» **Given information**

# # # #

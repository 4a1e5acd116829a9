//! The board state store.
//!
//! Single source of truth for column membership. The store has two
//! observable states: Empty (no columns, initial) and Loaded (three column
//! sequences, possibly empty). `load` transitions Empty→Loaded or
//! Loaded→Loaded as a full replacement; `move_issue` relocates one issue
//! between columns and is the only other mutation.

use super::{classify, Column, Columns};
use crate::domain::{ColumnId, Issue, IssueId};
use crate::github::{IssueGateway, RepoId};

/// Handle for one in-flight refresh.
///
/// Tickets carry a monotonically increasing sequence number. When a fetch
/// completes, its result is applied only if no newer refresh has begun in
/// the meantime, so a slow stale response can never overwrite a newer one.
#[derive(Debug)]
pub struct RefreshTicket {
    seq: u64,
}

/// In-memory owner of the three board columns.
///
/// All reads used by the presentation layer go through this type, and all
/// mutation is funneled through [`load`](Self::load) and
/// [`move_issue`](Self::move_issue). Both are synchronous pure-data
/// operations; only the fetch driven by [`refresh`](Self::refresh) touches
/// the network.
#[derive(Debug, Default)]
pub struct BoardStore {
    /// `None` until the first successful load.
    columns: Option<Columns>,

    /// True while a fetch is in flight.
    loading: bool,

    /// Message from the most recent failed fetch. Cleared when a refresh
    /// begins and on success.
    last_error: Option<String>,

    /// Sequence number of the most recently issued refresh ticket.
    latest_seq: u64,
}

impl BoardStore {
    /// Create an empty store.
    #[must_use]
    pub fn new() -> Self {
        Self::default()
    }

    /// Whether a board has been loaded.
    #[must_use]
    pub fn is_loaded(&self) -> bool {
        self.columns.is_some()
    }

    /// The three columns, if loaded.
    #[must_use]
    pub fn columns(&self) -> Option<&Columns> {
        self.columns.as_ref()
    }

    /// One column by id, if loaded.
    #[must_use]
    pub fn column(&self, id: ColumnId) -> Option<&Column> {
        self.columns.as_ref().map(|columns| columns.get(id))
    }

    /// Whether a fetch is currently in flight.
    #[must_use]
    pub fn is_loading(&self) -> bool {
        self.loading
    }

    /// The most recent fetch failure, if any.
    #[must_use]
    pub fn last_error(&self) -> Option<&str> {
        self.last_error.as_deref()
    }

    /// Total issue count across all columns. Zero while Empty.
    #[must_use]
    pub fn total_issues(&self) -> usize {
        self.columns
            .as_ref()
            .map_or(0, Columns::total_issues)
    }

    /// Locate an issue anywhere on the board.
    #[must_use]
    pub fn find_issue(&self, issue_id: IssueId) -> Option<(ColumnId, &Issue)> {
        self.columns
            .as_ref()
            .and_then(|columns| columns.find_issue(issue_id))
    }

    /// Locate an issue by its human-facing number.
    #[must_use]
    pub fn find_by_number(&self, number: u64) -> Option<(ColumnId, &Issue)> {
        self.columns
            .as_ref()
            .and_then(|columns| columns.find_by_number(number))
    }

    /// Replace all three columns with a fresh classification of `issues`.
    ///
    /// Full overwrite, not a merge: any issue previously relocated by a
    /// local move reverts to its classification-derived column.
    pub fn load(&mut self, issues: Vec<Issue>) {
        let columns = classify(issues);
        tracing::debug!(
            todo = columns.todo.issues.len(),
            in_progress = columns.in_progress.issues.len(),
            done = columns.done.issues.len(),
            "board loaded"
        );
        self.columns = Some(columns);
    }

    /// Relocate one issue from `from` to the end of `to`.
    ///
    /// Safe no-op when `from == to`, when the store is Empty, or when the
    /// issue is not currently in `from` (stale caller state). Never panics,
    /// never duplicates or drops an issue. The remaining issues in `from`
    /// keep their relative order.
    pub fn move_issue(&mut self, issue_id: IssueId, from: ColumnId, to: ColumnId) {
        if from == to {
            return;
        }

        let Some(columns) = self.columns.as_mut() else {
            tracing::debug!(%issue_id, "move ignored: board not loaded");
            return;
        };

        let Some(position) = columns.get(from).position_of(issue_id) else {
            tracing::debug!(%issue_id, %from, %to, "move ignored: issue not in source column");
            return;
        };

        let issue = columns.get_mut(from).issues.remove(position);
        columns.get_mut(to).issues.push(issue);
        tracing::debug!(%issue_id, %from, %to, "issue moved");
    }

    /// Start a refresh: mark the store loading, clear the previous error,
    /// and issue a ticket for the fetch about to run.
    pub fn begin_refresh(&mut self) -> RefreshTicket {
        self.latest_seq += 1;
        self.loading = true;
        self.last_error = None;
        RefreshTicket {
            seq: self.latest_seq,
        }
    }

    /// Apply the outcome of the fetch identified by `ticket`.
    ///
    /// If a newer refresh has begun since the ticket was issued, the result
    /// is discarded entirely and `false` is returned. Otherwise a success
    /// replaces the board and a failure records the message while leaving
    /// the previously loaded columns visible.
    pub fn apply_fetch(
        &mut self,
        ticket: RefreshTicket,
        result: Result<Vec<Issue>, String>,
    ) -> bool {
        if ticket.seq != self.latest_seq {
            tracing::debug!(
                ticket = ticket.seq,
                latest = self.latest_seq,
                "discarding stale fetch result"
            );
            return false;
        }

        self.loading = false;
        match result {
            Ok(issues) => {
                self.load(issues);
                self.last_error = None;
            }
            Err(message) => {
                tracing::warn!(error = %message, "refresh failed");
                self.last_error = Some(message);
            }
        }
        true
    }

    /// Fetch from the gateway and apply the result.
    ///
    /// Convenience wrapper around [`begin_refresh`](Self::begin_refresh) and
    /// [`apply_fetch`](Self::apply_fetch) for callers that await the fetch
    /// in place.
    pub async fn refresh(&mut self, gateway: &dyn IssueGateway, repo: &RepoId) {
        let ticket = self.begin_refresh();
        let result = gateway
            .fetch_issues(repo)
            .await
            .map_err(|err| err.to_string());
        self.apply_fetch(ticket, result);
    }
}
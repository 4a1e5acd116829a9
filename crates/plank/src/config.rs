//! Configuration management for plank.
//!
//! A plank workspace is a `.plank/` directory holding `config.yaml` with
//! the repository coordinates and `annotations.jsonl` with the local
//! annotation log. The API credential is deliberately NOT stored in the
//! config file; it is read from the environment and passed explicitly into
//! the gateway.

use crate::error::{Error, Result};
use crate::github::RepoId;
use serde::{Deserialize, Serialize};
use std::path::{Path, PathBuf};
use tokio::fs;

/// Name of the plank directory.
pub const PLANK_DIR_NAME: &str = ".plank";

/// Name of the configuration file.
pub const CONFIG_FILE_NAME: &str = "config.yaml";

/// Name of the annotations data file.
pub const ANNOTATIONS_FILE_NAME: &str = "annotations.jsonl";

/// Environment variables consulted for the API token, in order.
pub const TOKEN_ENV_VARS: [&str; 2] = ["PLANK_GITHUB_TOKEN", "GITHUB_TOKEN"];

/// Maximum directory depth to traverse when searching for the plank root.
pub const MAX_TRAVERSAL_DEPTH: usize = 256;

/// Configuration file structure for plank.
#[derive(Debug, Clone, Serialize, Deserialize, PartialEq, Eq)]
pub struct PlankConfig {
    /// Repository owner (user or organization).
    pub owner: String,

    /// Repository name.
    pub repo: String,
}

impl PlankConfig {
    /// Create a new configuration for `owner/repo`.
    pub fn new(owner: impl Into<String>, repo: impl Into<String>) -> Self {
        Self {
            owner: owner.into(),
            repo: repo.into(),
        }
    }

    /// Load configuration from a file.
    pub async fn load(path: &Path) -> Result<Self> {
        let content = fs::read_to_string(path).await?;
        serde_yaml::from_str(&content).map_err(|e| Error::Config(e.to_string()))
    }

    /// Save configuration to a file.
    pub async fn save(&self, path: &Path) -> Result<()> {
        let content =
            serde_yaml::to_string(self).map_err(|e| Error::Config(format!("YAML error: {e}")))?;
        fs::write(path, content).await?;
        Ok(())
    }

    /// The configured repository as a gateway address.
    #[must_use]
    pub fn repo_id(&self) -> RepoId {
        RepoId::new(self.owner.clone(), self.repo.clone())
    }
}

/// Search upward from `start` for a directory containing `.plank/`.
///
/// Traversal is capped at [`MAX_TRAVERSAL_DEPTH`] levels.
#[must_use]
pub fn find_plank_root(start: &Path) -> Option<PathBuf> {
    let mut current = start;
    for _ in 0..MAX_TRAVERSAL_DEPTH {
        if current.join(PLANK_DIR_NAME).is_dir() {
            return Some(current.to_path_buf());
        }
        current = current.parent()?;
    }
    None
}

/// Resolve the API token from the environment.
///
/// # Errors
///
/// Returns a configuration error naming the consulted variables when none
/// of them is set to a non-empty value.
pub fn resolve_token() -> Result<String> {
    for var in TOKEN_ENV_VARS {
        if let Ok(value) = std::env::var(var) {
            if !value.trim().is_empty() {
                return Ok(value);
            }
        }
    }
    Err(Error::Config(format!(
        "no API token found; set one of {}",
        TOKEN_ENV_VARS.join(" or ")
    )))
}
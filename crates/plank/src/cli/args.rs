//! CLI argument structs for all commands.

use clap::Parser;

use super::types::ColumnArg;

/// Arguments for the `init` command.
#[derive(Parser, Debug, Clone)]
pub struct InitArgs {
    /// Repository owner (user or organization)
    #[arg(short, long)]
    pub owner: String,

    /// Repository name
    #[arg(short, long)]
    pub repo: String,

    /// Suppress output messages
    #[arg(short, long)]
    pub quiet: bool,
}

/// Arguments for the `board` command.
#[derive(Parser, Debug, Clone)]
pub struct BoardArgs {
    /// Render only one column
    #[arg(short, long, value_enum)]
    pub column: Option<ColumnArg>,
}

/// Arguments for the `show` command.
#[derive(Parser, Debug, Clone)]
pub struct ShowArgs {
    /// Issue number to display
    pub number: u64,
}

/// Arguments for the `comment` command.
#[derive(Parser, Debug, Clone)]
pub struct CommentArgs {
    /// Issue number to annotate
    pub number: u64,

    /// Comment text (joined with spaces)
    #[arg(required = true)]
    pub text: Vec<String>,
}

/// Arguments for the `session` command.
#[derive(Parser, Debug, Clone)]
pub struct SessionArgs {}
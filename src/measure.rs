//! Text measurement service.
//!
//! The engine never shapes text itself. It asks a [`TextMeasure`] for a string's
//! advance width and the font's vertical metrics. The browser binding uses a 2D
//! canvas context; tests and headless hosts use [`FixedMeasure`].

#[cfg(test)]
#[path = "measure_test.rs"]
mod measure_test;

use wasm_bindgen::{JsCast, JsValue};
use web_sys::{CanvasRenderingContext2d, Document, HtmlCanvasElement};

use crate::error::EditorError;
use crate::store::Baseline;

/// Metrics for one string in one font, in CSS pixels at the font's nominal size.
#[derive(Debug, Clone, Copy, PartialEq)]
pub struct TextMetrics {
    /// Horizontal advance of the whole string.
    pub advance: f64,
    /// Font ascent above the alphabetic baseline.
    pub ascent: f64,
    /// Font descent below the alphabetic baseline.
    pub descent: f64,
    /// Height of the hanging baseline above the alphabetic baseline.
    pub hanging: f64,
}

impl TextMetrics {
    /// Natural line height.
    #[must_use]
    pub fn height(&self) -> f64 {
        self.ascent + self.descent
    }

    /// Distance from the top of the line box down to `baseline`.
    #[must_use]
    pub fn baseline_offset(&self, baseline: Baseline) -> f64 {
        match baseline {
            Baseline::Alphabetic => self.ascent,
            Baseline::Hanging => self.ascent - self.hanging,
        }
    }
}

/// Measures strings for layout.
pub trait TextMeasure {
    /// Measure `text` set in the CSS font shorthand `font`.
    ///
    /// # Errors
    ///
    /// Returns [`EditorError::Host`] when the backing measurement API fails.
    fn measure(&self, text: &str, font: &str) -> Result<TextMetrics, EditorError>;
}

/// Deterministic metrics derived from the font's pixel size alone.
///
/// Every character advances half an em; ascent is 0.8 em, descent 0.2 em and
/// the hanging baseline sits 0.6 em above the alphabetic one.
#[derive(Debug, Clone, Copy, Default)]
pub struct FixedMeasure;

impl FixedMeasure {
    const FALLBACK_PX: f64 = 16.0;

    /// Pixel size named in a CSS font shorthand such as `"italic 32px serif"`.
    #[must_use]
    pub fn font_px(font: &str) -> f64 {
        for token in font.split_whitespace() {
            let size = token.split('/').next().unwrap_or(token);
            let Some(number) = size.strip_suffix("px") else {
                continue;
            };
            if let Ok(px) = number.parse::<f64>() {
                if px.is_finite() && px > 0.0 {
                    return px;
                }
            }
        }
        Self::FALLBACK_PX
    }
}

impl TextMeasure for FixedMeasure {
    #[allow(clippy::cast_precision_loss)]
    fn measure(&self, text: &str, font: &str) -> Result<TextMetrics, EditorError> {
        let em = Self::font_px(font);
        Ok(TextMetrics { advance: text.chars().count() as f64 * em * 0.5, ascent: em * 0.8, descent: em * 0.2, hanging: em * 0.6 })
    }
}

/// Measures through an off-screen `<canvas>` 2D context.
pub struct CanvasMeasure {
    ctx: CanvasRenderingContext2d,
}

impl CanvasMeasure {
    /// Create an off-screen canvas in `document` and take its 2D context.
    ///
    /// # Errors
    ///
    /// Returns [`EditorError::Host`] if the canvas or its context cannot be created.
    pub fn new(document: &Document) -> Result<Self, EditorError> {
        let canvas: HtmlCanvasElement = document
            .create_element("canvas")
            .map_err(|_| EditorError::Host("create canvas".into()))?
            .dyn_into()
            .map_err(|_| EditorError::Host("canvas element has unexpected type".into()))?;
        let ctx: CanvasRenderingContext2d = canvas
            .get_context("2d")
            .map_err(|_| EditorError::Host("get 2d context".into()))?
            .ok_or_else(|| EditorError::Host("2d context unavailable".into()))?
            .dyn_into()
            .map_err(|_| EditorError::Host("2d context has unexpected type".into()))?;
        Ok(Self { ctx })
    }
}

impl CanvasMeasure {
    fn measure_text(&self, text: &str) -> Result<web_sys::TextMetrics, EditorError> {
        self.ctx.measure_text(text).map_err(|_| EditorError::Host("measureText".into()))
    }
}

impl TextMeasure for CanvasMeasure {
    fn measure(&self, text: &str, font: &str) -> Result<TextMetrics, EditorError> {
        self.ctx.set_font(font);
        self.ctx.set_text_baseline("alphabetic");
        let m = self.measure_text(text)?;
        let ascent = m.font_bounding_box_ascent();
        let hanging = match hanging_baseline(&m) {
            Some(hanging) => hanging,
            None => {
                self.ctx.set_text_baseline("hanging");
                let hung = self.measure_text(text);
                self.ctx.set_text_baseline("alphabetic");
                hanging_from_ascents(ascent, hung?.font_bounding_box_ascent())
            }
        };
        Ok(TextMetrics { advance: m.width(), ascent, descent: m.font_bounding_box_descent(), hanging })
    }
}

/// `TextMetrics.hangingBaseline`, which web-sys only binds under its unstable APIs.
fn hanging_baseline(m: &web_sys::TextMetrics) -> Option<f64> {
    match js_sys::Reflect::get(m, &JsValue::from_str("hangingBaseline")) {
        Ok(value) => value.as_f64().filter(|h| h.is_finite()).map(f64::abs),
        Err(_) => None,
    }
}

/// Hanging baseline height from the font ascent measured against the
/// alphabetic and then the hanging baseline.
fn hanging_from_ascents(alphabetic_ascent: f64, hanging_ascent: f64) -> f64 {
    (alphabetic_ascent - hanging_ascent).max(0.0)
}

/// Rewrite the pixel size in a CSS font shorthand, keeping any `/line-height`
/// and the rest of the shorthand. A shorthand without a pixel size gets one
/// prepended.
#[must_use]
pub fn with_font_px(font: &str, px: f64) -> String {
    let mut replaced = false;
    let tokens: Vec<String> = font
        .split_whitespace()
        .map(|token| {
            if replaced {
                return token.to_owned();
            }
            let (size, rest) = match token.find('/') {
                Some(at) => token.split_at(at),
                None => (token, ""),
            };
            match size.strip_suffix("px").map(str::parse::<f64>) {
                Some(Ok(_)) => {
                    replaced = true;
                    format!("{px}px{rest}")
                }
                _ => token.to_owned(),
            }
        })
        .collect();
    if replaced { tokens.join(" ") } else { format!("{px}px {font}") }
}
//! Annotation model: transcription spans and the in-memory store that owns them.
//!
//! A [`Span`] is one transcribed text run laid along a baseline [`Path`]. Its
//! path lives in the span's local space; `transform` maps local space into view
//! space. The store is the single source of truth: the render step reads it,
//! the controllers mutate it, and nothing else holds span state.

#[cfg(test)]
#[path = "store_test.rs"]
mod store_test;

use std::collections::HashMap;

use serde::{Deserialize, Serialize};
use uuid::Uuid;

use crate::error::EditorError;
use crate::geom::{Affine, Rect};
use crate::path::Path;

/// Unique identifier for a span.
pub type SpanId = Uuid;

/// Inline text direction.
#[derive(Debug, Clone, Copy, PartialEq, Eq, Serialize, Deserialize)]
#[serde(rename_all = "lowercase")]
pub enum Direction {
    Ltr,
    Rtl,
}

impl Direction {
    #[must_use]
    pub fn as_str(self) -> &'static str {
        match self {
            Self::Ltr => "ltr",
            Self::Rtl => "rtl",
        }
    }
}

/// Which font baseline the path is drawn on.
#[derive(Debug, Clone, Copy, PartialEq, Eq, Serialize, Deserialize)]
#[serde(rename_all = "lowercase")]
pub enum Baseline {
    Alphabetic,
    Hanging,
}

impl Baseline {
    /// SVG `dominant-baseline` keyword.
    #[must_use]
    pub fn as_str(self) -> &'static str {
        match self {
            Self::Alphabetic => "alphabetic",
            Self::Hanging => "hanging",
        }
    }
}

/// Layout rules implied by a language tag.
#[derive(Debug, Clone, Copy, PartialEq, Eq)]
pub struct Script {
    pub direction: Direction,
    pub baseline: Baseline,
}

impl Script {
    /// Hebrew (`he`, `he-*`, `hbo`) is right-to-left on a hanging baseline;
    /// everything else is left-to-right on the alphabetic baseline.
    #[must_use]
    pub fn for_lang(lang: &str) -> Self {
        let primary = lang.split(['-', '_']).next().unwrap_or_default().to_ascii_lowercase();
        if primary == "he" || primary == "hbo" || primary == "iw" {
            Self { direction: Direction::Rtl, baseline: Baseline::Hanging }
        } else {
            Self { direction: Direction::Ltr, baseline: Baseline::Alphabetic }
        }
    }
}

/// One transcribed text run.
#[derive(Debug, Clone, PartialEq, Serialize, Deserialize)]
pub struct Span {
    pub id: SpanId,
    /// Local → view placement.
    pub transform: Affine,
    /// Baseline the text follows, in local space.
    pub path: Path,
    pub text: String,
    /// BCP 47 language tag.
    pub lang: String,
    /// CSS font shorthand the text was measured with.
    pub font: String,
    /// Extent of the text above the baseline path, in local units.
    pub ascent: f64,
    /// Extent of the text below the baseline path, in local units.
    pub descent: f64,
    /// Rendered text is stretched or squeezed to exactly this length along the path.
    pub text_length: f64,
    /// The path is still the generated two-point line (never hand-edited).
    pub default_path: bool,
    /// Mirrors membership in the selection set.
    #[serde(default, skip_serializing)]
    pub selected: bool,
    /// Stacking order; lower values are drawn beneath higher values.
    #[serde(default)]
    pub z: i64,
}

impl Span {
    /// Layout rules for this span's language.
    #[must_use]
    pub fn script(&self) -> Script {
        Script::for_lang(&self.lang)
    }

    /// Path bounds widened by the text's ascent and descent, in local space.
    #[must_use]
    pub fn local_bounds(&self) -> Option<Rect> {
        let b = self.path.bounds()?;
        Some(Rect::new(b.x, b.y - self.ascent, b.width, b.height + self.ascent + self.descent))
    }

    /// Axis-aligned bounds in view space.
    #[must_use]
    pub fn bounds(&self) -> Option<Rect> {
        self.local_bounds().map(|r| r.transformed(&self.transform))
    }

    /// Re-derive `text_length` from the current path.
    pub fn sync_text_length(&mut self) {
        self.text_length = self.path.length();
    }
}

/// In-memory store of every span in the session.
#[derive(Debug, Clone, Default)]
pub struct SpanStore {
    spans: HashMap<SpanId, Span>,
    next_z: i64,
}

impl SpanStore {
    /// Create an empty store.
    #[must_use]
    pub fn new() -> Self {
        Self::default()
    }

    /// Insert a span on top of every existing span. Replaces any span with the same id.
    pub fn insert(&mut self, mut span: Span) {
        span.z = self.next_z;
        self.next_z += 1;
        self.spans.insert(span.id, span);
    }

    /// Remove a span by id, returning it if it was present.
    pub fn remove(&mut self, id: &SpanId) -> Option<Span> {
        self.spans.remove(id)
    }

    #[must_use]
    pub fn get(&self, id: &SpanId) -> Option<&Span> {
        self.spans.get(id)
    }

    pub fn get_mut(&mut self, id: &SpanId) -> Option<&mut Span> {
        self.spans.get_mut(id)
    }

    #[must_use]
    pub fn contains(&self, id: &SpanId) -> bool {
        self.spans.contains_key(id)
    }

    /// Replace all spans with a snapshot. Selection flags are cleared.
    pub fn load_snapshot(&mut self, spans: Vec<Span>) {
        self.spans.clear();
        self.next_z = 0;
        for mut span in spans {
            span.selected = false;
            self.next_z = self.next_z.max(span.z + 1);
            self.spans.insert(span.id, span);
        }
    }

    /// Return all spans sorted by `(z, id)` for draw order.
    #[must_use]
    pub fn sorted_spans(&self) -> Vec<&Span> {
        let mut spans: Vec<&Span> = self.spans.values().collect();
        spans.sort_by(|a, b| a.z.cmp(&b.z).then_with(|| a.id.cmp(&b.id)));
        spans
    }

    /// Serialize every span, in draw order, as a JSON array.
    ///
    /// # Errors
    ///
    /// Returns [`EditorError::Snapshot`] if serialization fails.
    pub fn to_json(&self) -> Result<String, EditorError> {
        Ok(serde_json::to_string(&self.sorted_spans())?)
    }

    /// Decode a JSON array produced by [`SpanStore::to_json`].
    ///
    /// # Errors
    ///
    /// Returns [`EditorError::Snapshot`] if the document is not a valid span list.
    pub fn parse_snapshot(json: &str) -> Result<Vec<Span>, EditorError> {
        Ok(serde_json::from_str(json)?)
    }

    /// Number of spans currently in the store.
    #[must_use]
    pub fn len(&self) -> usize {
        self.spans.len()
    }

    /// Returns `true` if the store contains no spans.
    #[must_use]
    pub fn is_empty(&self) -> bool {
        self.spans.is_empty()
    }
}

# # # #

» **What needs to be done**
Across the material above, how many lines include the string "Extent"? Only the number is wanted.

» **Written reply**
2